House debates
Tuesday, 17 October 2017
Matters of Public Importance
Broadband
3:49 pm
Andrew Laming (Bowman, Liberal Party) Share this | Hansard source
We were enjoying that contribution, too, I can assure you. I could have enjoyed listening to Ken and Derek. Being a roving complaints bureau, as the opposition is becoming as they travel around the country, scurrying around looking for unhappy people, is one way of surviving through the long and dreary years of opposition—wandering around seat-by-seat conducting NBN crisis meetings, where you put on some scones and wait for people to filter in, popping their ALP membership card above their head and sitting in the front row, given a complaint to read out, and then away they go. We had one of these in my electorate of Bowman, where not a single genuine complaint was elucidated for NBN Co.
I'm not saying there are no genuine complaints. The TIO data is absolutely correct. We need to break up the complaints according to the amount of Australia that's connected. If you are going to double the footprint of NBN, then, self-evidently, you are going to double your complaints. If you have twice as many people connected to NBN, self-evidently there will be twice as many complaints. In fact, complaints per population are falling—a very inconvenient truth for the opposition.
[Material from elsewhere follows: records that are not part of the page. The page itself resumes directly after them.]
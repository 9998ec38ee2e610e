//! Line-range lookups of the form `path:45-89`

use crate::error::{CodemapError, Result};
use codemap_extractors::LineRange;

#[derive(Debug, Clone, PartialEq, Eq)]
pub struct LineQuery {
    pub path: String,
    pub range: LineRange,
}

/// Parses `path:start-end` or `path:line`
pub fn parse_line_query(spec: &str) -> Result<LineQuery> {
    let (path, range) = spec
        .rsplit_once(':')
        .ok_or_else(|| invalid(spec, "expected <path>:<start>-<end>"))?;
    if path.is_empty() {
        return Err(invalid(spec, "missing file path"));
    }
    Ok(LineQuery {
        path: path.to_string(),
        range: parse_line_range(range).map_err(|e| invalid(spec, &e))?,
    })
}

/// Parses `45-89` or `45`; lines are 1-indexed and the range must not be reversed
pub fn parse_line_range(text: &str) -> std::result::Result<LineRange, String> {
    let (start, end) = match text.split_once('-') {
        Some((start, end)) => (parse_line(start)?, parse_line(end)?),
        None => {
            let line = parse_line(text)?;
            (line, line)
        }
    };
    if start > end {
        return Err(format!("start line {} is after end line {}", start, end));
    }
    Ok(LineRange::new(start, end))
}

fn parse_line(text: &str) -> std::result::Result<usize, String> {
    match text.trim().parse::<usize>() {
        Ok(0) => Err("line numbers start at 1".to_string()),
        Ok(n) => Ok(n),
        Err(_) => Err(format!("'{}' is not a line number", text.trim())),
    }
}

fn invalid(spec: &str, reason: &str) -> CodemapError {
    CodemapError::InvalidQuery(format!("{}: {}", spec, reason))
}
//! File watcher for incremental re-indexing
//!
//! A session owns a small tokio runtime with two kinds of work on it:
//! 1. **Event delivery** → an async task receives notify events, filters them, feeds the debouncer
//! 2. **Debounce worker** → a blocking task fires settled changes into `Indexer::update`
//!
//! The indexer is moved into the debounce callback, so every index mutation
//! happens on the worker, one at a time.

pub mod debounce;
pub mod events;
pub mod filtering;

use crate::error::Result;
use crate::indexer::{Indexer, UpdateOutcome};
use notify::{RecommendedWatcher, RecursiveMode, Watcher};
use std::path::PathBuf;
use std::time::Duration;
use tokio::runtime::Runtime;
use tokio::sync::mpsc;
use tokio::task::JoinHandle;
use tracing::{debug, error, info, warn};

pub use debounce::{DebounceScheduler, Debouncer};
pub use events::{ChangeKind, FileChange, classify_event};
pub use filtering::WatchFilter;

/// Upper bound on waiting for a background thread during shutdown
pub const STOP_TIMEOUT: Duration = Duration::from_secs(5);

pub struct WatchSession {
    root: PathBuf,
    runtime: Option<Runtime>,
    watcher: Option<RecommendedWatcher>,
    event_task: Option<JoinHandle<()>>,
    debouncer: Debouncer,
}

impl WatchSession {
    /// Starts watching the indexer's root
    ///
    /// `on_update` sees every settled change together with what the indexer
    /// did with it. Must be called outside of an async runtime.
    pub fn start<F>(mut indexer: Indexer, mut on_update: F) -> Result<Self>
    where
        F: FnMut(&FileChange, &Result<UpdateOutcome>) + Send + 'static,
    {
        let root = indexer.root().to_path_buf();
        let window = Duration::from_millis(indexer.config().debounce_ms);
        let filter = WatchFilter::new(
            &root,
            indexer.filter().clone(),
            indexer.config().languages.clone(),
        )?;

        let runtime = tokio::runtime::Builder::new_multi_thread()
            .worker_threads(2)
            .thread_name("codemap-watch")
            .enable_all()
            .build()?;

        let debouncer = Debouncer::new(
            runtime.handle().clone(),
            window,
            move |change: FileChange| {
                let result = indexer.update(&change.path);
                if let Err(e) = &result {
                    warn!("Failed to update {}: {}", change.path.display(), e);
                }
                on_update(&change, &result);
            },
        );

        let (tx, mut rx) = mpsc::unbounded_channel::<notify::Result<notify::Event>>();
        let mut watcher = notify::recommended_watcher(move |res| {
            if let Err(e) = tx.send(res) {
                error!("Failed to send file event: {}", e);
            }
        })?;
        watcher.watch(&root, RecursiveMode::Recursive)?;

        let scheduler = debouncer.scheduler();
        let event_task = runtime.spawn(async move {
            while let Some(result) = rx.recv().await {
                match result {
                    Ok(event) => {
                        for change in classify_event(&event) {
                            if filter.should_process(&change.path) {
                                debug!("Queueing {:?} for {}", change.kind, change.path.display());
                                scheduler.schedule(change).await;
                            }
                        }
                    }
                    Err(e) => warn!("File watcher error: {}", e),
                }
            }
        });

        info!(
            "Watching {} (debounce {}ms)",
            root.display(),
            window.as_millis()
        );

        Ok(Self {
            root,
            runtime: Some(runtime),
            watcher: Some(watcher),
            event_task: Some(event_task),
            debouncer,
        })
    }

    pub fn root(&self) -> &PathBuf {
        &self.root
    }

    pub fn pending_count(&self) -> usize {
        match &self.runtime {
            Some(runtime) => runtime.block_on(self.debouncer.pending_count()),
            None => 0,
        }
    }

    /// Stops event delivery, cancels pending changes, and waits for both tasks
    ///
    /// Returns false when a task had to be detached after [`STOP_TIMEOUT`].
    pub fn stop(mut self) -> bool {
        let Some(runtime) = self.runtime.take() else {
            return true;
        };
        // Dropping the watcher closes the channel, which ends event delivery
        drop(self.watcher.take());

        let events_done = match self.event_task.take() {
            Some(mut task) => runtime.block_on(async {
                match tokio::time::timeout(STOP_TIMEOUT, &mut task).await {
                    Ok(_) => true,
                    Err(_) => {
                        warn!("Event delivery did not stop within {:?}, aborting", STOP_TIMEOUT);
                        task.abort();
                        false
                    }
                }
            }),
            None => true,
        };
        let worker_done = runtime.block_on(self.debouncer.stop(STOP_TIMEOUT));
        runtime.shutdown_background();

        info!("Stopped watching {}", self.root.display());
        events_done && worker_done
    }
}

impl Drop for WatchSession {
    fn drop(&mut self) {
        // Not stopped explicitly; tear down without waiting
        if let Some(runtime) = self.runtime.take() {
            drop(self.watcher.take());
            runtime.shutdown_background();
        }
    }
}
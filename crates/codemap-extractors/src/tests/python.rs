// Python extraction: docstrings, decorators, async and methods

use super::test_utils::{extract, find, names};
use crate::base::SymbolKind;
use crate::languages::python;

const CODE: &str = r#"import os

def top_level(a: int, b: int = 2) -> int:
    """Adds numbers.

    More detail here.
    """
    return a + b

class UserService:
    """Manages users."""

    def get_user(self, user_id):
        return None

    async def fetch(self):
        pass

    @staticmethod
    def helper():
        pass
"#;

#[test]
fn test_top_level_function() {
    let symbols = extract(&python::extractor(), CODE, "app/service.py");
    let function = find(&symbols, "top_level").unwrap();

    assert_eq!(function.kind, SymbolKind::Function);
    assert_eq!((function.lines.start, function.lines.end), (3, 8));
    assert_eq!(
        function.signature.as_deref(),
        Some("(a: int, b: int = 2) -> int")
    );
    assert_eq!(function.docstring.as_deref(), Some("Adds numbers."));
    assert!(function.children.is_empty());
}

#[test]
fn test_class_methods_are_retagged() {
    let symbols = extract(&python::extractor(), CODE, "app/service.py");
    assert_eq!(names(&symbols), vec!["top_level", "UserService"]);

    let class = &symbols[1];
    assert_eq!(class.kind, SymbolKind::Class);
    assert_eq!(class.docstring.as_deref(), Some("Manages users."));
    assert_eq!(names(&class.children), vec!["get_user", "fetch", "helper"]);
    assert_eq!(class.children[0].kind, SymbolKind::Method);
    assert_eq!(class.children[0].signature.as_deref(), Some("(self, user_id)"));
    assert_eq!(class.children[1].kind, SymbolKind::AsyncMethod);
}

#[test]
fn test_decorator_widens_start_line() {
    let symbols = extract(&python::extractor(), CODE, "app/service.py");
    let helper = find(&symbols, "helper").unwrap();

    assert_eq!(helper.kind, SymbolKind::Method);
    assert_eq!((helper.lines.start, helper.lines.end), (19, 21));
}

#[test]
fn test_async_top_level_function() {
    let code = "async def main():\n    await run()\n";
    let symbols = extract(&python::extractor(), code, "main.py");

    assert_eq!(symbols.len(), 1);
    assert_eq!(symbols[0].kind, SymbolKind::AsyncFunction);
}

#[test]
fn test_nested_functions_not_indexed() {
    let code = "def outer():\n    def inner():\n        pass\n    return inner\n";
    let symbols = extract(&python::extractor(), code, "nested.py");

    assert_eq!(names(&symbols), vec!["outer"]);
    assert!(symbols[0].children.is_empty());
}
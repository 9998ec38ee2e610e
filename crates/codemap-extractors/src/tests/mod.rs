//! Tests for codemap-extractors
//!
//! Extractor tests parse real snippets with the bundled grammars.

pub mod css;
pub mod engine;
pub mod java;
pub mod javascript;
pub mod php;
pub mod python;
pub mod registry;
pub mod sql;
pub mod swift;
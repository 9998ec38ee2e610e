//! Go: functions, methods and type declarations

use crate::base::{Symbol, SymbolKind};
use crate::engine::{TreeSitterExtractor, TreeWalker};
use crate::rules::{LanguageSpec, NodeRule};
use tree_sitter::{Language, Node};

fn grammar(_path: &str) -> Language {
    tree_sitter_go::LANGUAGE.into()
}

pub fn spec() -> LanguageSpec {
    LanguageSpec::new("go", &[".go"], grammar)
        .rule(
            "function_declaration",
            NodeRule::new(SymbolKind::Function, &["identifier"]).signature(&["parameters"]),
        )
        .rule(
            "method_declaration",
            NodeRule::new(SymbolKind::Method, &["field_identifier"]).signature(&["parameters"]),
        )
        // interface members, older and newer grammar names
        .rule(
            "method_elem",
            NodeRule::new(SymbolKind::Method, &["field_identifier"]).signature(&["parameters"]),
        )
        .rule(
            "method_spec",
            NodeRule::new(SymbolKind::Method, &["field_identifier"]).signature(&["parameters"]),
        )
        .override_node("type_spec", type_spec)
}

pub fn extractor() -> TreeSitterExtractor {
    TreeSitterExtractor::new(spec())
}

/// `type X struct{}` / `type X interface{}` / `type X Y`
fn type_spec(walker: &TreeWalker<'_>, node: Node<'_>) -> Option<Symbol> {
    let name = walker.name(node, &["type_identifier", "name"])?;
    let definition = node.child_by_field_name("type");

    let kind = match definition.map(|d| d.kind()) {
        Some("struct_type") => SymbolKind::Struct,
        Some("interface_type") => SymbolKind::Interface,
        _ => SymbolKind::Type,
    };
    let children = definition
        .filter(|d| d.kind() == "interface_type")
        .map(|d| walker.collect_members(d, true))
        .unwrap_or_default();

    Some(
        Symbol::new(name, kind, walker.base.line_range(&node))
            .with_docstring(walker.preceding_comment(node))
            .with_children(children),
    )
}
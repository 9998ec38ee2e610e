//! Language registry
//!
//! Tree-sitter languages are rule tables over the generic engine; Markdown
//! and YAML are line oriented. CSS and HTML lean on override handlers.

pub mod c;
pub mod cpp;
pub mod csharp;
pub mod css;
pub mod go;
pub mod html;
pub mod java;
pub mod javascript;
pub mod kotlin;
pub mod markdown;
pub mod php;
pub mod python;
pub mod rust;
pub mod sql;
pub mod swift;
pub mod typescript;
pub mod yaml;

use crate::engine::SymbolExtractor;

/// Every extractor this crate ships
pub fn all_extractors() -> Vec<Box<dyn SymbolExtractor>> {
    vec![
        Box::new(python::extractor()),
        Box::new(javascript::extractor()),
        Box::new(typescript::extractor()),
        Box::new(rust::extractor()),
        Box::new(go::extractor()),
        Box::new(java::extractor()),
        Box::new(kotlin::extractor()),
        Box::new(swift::extractor()),
        Box::new(c::extractor()),
        Box::new(cpp::extractor()),
        Box::new(csharp::extractor()),
        Box::new(php::extractor()),
        Box::new(css::extractor()),
        Box::new(html::extractor()),
        Box::new(sql::extractor()),
        Box::new(markdown::MarkdownExtractor::new()),
        Box::new(yaml::YamlExtractor::new()),
    ]
}
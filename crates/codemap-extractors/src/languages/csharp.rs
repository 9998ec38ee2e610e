//! C#: namespaces, types, methods and properties

use crate::base::SymbolKind;
use crate::engine::TreeSitterExtractor;
use crate::rules::{LanguageSpec, NodeRule};
use tree_sitter::{Language, Node};

fn grammar(_path: &str) -> Language {
    tree_sitter_c_sharp::LANGUAGE.into()
}

/// `async` arrives as a `modifier` node rather than a bare token
fn has_async_modifier(node: &Node) -> bool {
    let mut cursor = node.walk();
    let found = node.children(&mut cursor).any(|child| {
        child.kind() == "async"
            || (child.kind() == "modifier" && child.child(0).is_some_and(|m| m.kind() == "async"))
    });
    found
}

pub fn spec() -> LanguageSpec {
    let type_rule = |kind: SymbolKind| NodeRule::new(kind, &["name"]).body(&["declaration_list"]);

    LanguageSpec::new("csharp", &[".cs"], grammar)
        .rule("class_declaration", type_rule(SymbolKind::Class))
        .rule("record_declaration", type_rule(SymbolKind::Class))
        .rule("interface_declaration", type_rule(SymbolKind::Interface))
        .rule("struct_declaration", type_rule(SymbolKind::Struct))
        .rule(
            "enum_declaration",
            NodeRule::new(SymbolKind::Enum, &["name"]).body(&["enum_member_declaration_list"]),
        )
        .rule(
            "namespace_declaration",
            NodeRule::new(SymbolKind::Namespace, &["name"])
                .body(&["declaration_list"])
                .keep_member_kinds(),
        )
        .rule(
            "method_declaration",
            NodeRule::new(SymbolKind::Method, &["name"])
                .signature(&["parameter_list"])
                .async_when(has_async_modifier),
        )
        .rule(
            "constructor_declaration",
            NodeRule::new(SymbolKind::Method, &["name"]).signature(&["parameter_list"]),
        )
        .rule(
            "property_declaration",
            NodeRule::new(SymbolKind::Other("property".to_string()), &["name"]),
        )
}

pub fn extractor() -> TreeSitterExtractor {
    TreeSitterExtractor::new(spec())
}
//! Codemap's language extractors
//!
//! Turns source files into uniform symbol trees. Tree-sitter languages are
//! described declaratively (a node-type → rule table plus a few override
//! handlers) and interpreted by one generic engine.
//!
//! # Usage
//!
//! ```rust,ignore
//! use codemap_extractors::ExtractorRegistry;
//!
//! let registry = ExtractorRegistry::new();
//! let symbols = registry.extract_symbols("python", "app/models.py", content)?;
//! ```

// Core infrastructure
pub mod base;
pub mod engine;
pub mod language;
pub mod languages;
pub mod manager;
pub mod rules;

pub use base::{
    ExtractError, LineRange, MAX_DOCSTRING_LEN, MAX_SIGNATURE_LEN, Symbol, SymbolKind,
    count_symbols,
};
pub use engine::{SymbolExtractor, TreeSitterExtractor, TreeWalker};
pub use language::{SUPPORTED_LANGUAGES, detect_language_from_extension, detect_language_from_path};
pub use manager::ExtractorRegistry;
pub use rules::{DocStrategy, LanguageSpec, NodeRule};

// Tests module (only compiled during testing)
#[cfg(test)]
pub mod tests;
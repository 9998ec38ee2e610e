// CSS extraction: selector typing, media nesting, at-rules

use super::test_utils::{extract, names};
use crate::base::SymbolKind;
use crate::languages::css;

const CODE: &str = r#"@import url("reset.css");

/* Site-wide variables */
:root {
    --accent: #0af;
}

.button, .link {
    color: red;
}

#header {
    background: blue;
}

.card {
    display: flex;
    padding: 20px;
    margin: 10px;
    border: 1px solid #ccc;
}

@media (max-width: 768px) {
    .sidebar { display: none; }
    nav ul li a { padding: 4px; }
}

@keyframes fadeIn {
    from { opacity: 0; }
    to { opacity: 1; }
}
"#;

#[test]
fn test_css_symbols() {
    let symbols = extract(&css::extractor(), CODE, "static/site.css");
    assert_eq!(
        names(&symbols),
        vec![
            "@import reset.css",
            ":root",
            ".button",
            "#header",
            ".card",
            "@media (max-width: 768px)",
            "@keyframes fadeIn",
        ]
    );

    let kinds: Vec<&str> = symbols.iter().map(|s| s.kind.as_str()).collect();
    assert_eq!(
        kinds,
        vec!["import", "pseudo", "class", "id", "class", "media", "keyframe"]
    );
}

#[test]
fn test_rule_set_signature_and_comment() {
    let symbols = extract(&css::extractor(), CODE, "static/site.css");

    let root = &symbols[1];
    assert_eq!(root.docstring.as_deref(), Some("Site-wide variables"));
    assert_eq!((root.lines.start, root.lines.end), (4, 6));

    assert_eq!(symbols[2].signature.as_deref(), Some("{color}"));
    assert_eq!(
        symbols[4].signature.as_deref(),
        Some("{display, padding, margin, ...} (4 properties)")
    );
}

#[test]
fn test_media_nests_rule_sets() {
    let symbols = extract(&css::extractor(), CODE, "static/site.css");
    let media = &symbols[5];

    assert_eq!(names(&media.children), vec![".sidebar", "nav ul li a"]);
    assert_eq!(
        media.children[1].kind,
        SymbolKind::Other("selector".to_string())
    );
    // Keyframe steps are not rule sets
    assert!(symbols[6].children.is_empty());
}

#[test]
fn test_selector_names_are_bounded() {
    assert_eq!(css::selector_name("h1, h2, h3"), "h1");
    assert_eq!(css::selector_name(".a >\n  .b"), ".a > .b");

    let long = format!(".{}", "x".repeat(80));
    let name = css::selector_name(&long);
    assert_eq!(name.chars().count(), 50);
    assert!(name.ends_with("..."));
}

#[test]
fn test_import_targets() {
    assert_eq!(css::import_target("@import \"theme.css\";"), "theme.css");
    assert_eq!(css::import_target("@import url(print.css) print;"), "print.css");
    assert_eq!(css::import_target("@import 'a.css' screen;"), "a.css");
}

#[test]
fn test_empty_stylesheet() {
    assert!(extract(&css::extractor(), "", "empty.css").is_empty());
}
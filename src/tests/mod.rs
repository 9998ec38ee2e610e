// CodeMap's Test Infrastructure
//
// Store, orchestrator, and watcher suites. Extractor tests live in the
// codemap-extractors crate.

pub mod helpers;



// ============================================================================
// WATCHER TESTS - Live file system events through the debouncer
// ============================================================================
pub mod watcher_tests;
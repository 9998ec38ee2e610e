//! Generic rule interpreter
//!
//! Walks a concrete syntax tree depth first. A node whose type has a rule
//! becomes a symbol and only its body is walked further; a node without a
//! rule is transparent and all of its children are visited. Override
//! handlers are consulted before the rule table. A mapped node listed in
//! the spec's `fallthrough` set turns transparent when it yields nothing.

use crate::base::{
    BaseExtractor, ExtractError, LineRange, Symbol, clean_comment, clean_docstring_literal,
};
use crate::rules::{DocStrategy, LanguageSpec, NodeRule};
use tree_sitter::{Node, Parser};
use tracing::debug;

/// Extraction contract shared by every language
pub trait SymbolExtractor: Send + Sync {
    fn language(&self) -> &'static str;

    fn extensions(&self) -> &'static [&'static str];

    /// Root-level symbols of `source`, children nested in source order
    fn extract(&self, source: &str, file_path: &str) -> Result<Vec<Symbol>, ExtractError>;
}

/// Tree-sitter extractor driven entirely by a [`LanguageSpec`]
pub struct TreeSitterExtractor {
    spec: LanguageSpec,
}

impl TreeSitterExtractor {
    pub fn new(spec: LanguageSpec) -> Self {
        Self { spec }
    }
}

impl SymbolExtractor for TreeSitterExtractor {
    fn language(&self) -> &'static str {
        self.spec.name
    }

    fn extensions(&self) -> &'static [&'static str] {
        self.spec.extensions
    }

    fn extract(&self, source: &str, file_path: &str) -> Result<Vec<Symbol>, ExtractError> {
        let mut parser = Parser::new();
        parser.set_language(&(self.spec.grammar)(file_path))?;

        let tree = parser
            .parse(source, None)
            .ok_or_else(|| ExtractError::Syntax {
                path: file_path.to_string(),
                message: "parser produced no tree".to_string(),
            })?;

        let root = tree.root_node();
        let walker = TreeWalker::new(&self.spec, source);
        let symbols = walker.collect(root);

        if root.has_error() {
            if symbols.is_empty() && !source.trim().is_empty() {
                let position = first_error(root)
                    .map(|n| n.start_position().row + 1)
                    .unwrap_or(1);
                return Err(ExtractError::Syntax {
                    path: file_path.to_string(),
                    message: format!("invalid syntax near line {}", position),
                });
            }
            debug!(
                "Partial {} tree for {}, kept {} symbols",
                self.spec.name,
                file_path,
                symbols.len()
            );
        }

        Ok(symbols)
    }
}

fn first_error(node: Node<'_>) -> Option<Node<'_>> {
    if node.is_error() || node.is_missing() {
        return Some(node);
    }
    let mut cursor = node.walk();
    let children: Vec<Node<'_>> = node.children(&mut cursor).collect();
    children
        .into_iter()
        .filter(|c| c.has_error())
        .find_map(first_error)
}

/// One traversal over one tree
pub struct TreeWalker<'a> {
    pub spec: &'a LanguageSpec,
    pub base: BaseExtractor<'a>,
}

impl<'a> TreeWalker<'a> {
    pub fn new(spec: &'a LanguageSpec, source: &'a str) -> Self {
        Self {
            spec,
            base: BaseExtractor::new(source),
        }
    }

    /// Symbols for `node` and everything below it
    pub fn collect(&self, node: Node<'_>) -> Vec<Symbol> {
        let mut symbols = Vec::new();
        self.visit(node, &mut symbols);
        symbols
    }

    /// Symbols found below `body`, functions re-tagged as members when asked
    pub fn collect_members(&self, body: Node<'_>, retag: bool) -> Vec<Symbol> {
        let mut members = Vec::new();
        let mut cursor = body.walk();
        for child in body.children(&mut cursor) {
            self.visit(child, &mut members);
        }
        if retag {
            members.into_iter().map(Symbol::retag_as_member).collect()
        } else {
            members
        }
    }

    fn visit(&self, node: Node<'_>, out: &mut Vec<Symbol>) {
        let kind = node.kind();
        if self.spec.overrides.contains_key(kind) || self.spec.rules.contains_key(kind) {
            match self.symbol_for(node) {
                Some(symbol) => out.push(symbol),
                None if self.spec.fallthrough.contains(&kind) => self.visit_children(node, out),
                None => {}
            }
            return;
        }
        self.visit_children(node, out);
    }

    fn visit_children(&self, node: Node<'_>, out: &mut Vec<Symbol>) {
        let mut cursor = node.walk();
        for child in node.children(&mut cursor) {
            self.visit(child, out);
        }
    }

    /// The symbol a single mapped node produces, override first
    pub fn symbol_for(&self, node: Node<'_>) -> Option<Symbol> {
        if let Some(handler) = self.spec.overrides.get(node.kind()) {
            return handler(self, node);
        }
        let rule = self.spec.rules.get(node.kind())?;
        self.apply_rule(node, rule)
    }

    /// Name, then signature, then doc, then body
    pub fn apply_rule(&self, node: Node<'_>, rule: &NodeRule) -> Option<Symbol> {
        let name = self.name(node, rule.name_paths)?;

        let kind = match rule.is_async {
            Some(predicate) if predicate(&node) => rule.kind.to_async(),
            _ => rule.kind.clone(),
        };

        let children = rule
            .body_paths
            .iter()
            .find_map(|path| self.base.find_path(&node, path))
            .map(|body| self.collect_members(body, rule.retag_children))
            .unwrap_or_default();

        Some(
            Symbol::new(name, kind, self.base.line_range(&node))
                .with_signature(self.signature(node, rule.signature_paths))
                .with_docstring(self.doc(node, rule.doc))
                .with_children(children),
        )
    }

    /// Text of the first name path that resolves to non-empty text
    pub fn name(&self, node: Node<'_>, paths: &[&str]) -> Option<String> {
        paths
            .iter()
            .filter_map(|path| self.base.find_path(&node, path))
            .map(|n| self.base.get_node_text(&n).trim().to_string())
            .find(|text| !text.is_empty())
    }

    /// Parameter text plus the return type when the grammar exposes one
    pub fn signature(&self, node: Node<'_>, paths: &[&str]) -> Option<String> {
        let params = self.base.find_first_path(&node, paths)?;
        let mut signature = collapse_whitespace(&self.base.get_node_text(&params));

        let return_type = node
            .child_by_field_name("return_type")
            .or_else(|| node.child_by_field_name("result"))
            .filter(|r| r.start_byte() >= params.end_byte());
        if let Some(ret) = return_type {
            let text = collapse_whitespace(&self.base.get_node_text(&ret));
            if text.starts_with(':') {
                signature.push_str(&text);
            } else if node.child_by_field_name("return_type").is_some() {
                signature.push_str(" -> ");
                signature.push_str(&text);
            } else {
                signature.push(' ');
                signature.push_str(&text);
            }
        }

        Some(signature)
    }

    pub fn doc(&self, node: Node<'_>, strategy: DocStrategy) -> Option<String> {
        match strategy {
            DocStrategy::PrecedingComment => self.preceding_comment(node),
            DocStrategy::BodyDocstring => self.body_docstring(node),
            DocStrategy::None => None,
        }
    }

    /// Comment block directly above `node`
    ///
    /// Consecutive line comments are joined; a blank line ends the block.
    /// When `node` is the first named child of a transparent wrapper (an
    /// export statement, a Go type declaration) the wrapper's predecessor is
    /// used instead.
    pub fn preceding_comment(&self, node: Node<'_>) -> Option<String> {
        let mut anchor = node;
        if anchor.prev_named_sibling().is_none() {
            if let Some(parent) = anchor.parent() {
                if !self.spec.rules.contains_key(parent.kind()) {
                    anchor = parent;
                }
            }
        }

        let mut boundary = anchor.start_position().row;
        let mut current = anchor.prev_named_sibling();
        let mut parts: Vec<String> = Vec::new();

        while let Some(sibling) = current {
            if parts.is_empty() && self.spec.doc_skip.contains(&sibling.kind()) {
                boundary = sibling.start_position().row;
                current = sibling.prev_named_sibling();
                continue;
            }
            if !self.spec.is_comment(sibling.kind()) || sibling.end_position().row + 1 < boundary {
                break;
            }

            let text = self.base.get_node_text(&sibling);
            let is_block = text.trim_start().starts_with("/*");
            if is_block && !parts.is_empty() {
                break;
            }
            parts.push(text);
            boundary = sibling.start_position().row;
            if is_block {
                break;
            }
            current = sibling.prev_named_sibling();
        }

        if parts.is_empty() {
            return None;
        }
        parts.reverse();
        clean_comment(&parts.join("\n"))
    }

    /// Leading string statement of the `body` field
    pub fn body_docstring(&self, node: Node<'_>) -> Option<String> {
        let body = node.child_by_field_name("body")?;
        let mut cursor = body.walk();
        let first = body
            .named_children(&mut cursor)
            .find(|c| !self.spec.is_comment(c.kind()))?;
        if first.kind() != "expression_statement" {
            return None;
        }
        let literal = first.named_child(0).filter(|n| n.kind() == "string")?;
        clean_docstring_literal(&self.base.get_node_text(&literal))
    }

    /// Line range of `node` with the start widened to `start_node`
    pub fn widened_range(&self, start_node: Node<'_>, symbol: &Symbol) -> LineRange {
        LineRange::new(start_node.start_position().row + 1, symbol.lines.end)
    }
}

fn collapse_whitespace(text: &str) -> String {
    text.split_whitespace().collect::<Vec<_>>().join(" ")
}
The other great concern of our good friends on the other side is that they promised the gold-plated monorail to every home—the super-fast government-run broadband, where everyone got the same colour curtains, and the same length, and it was all going to happen the day after they planned it. They got to the end of their six-year tenure and, of course, just 200,000 houses were NBN-ready. That sounds like a pretty significant number. Fifty thousand had been connected after six years and multiple failed starts. Fifty thousand sounds like a great number. There we were with 50,000 divided by 150 electorates. That's only 300 households per federal electorate. It's worth repeating: the 50,000 who were connected represent only around 300 households per electorate—that's two streets.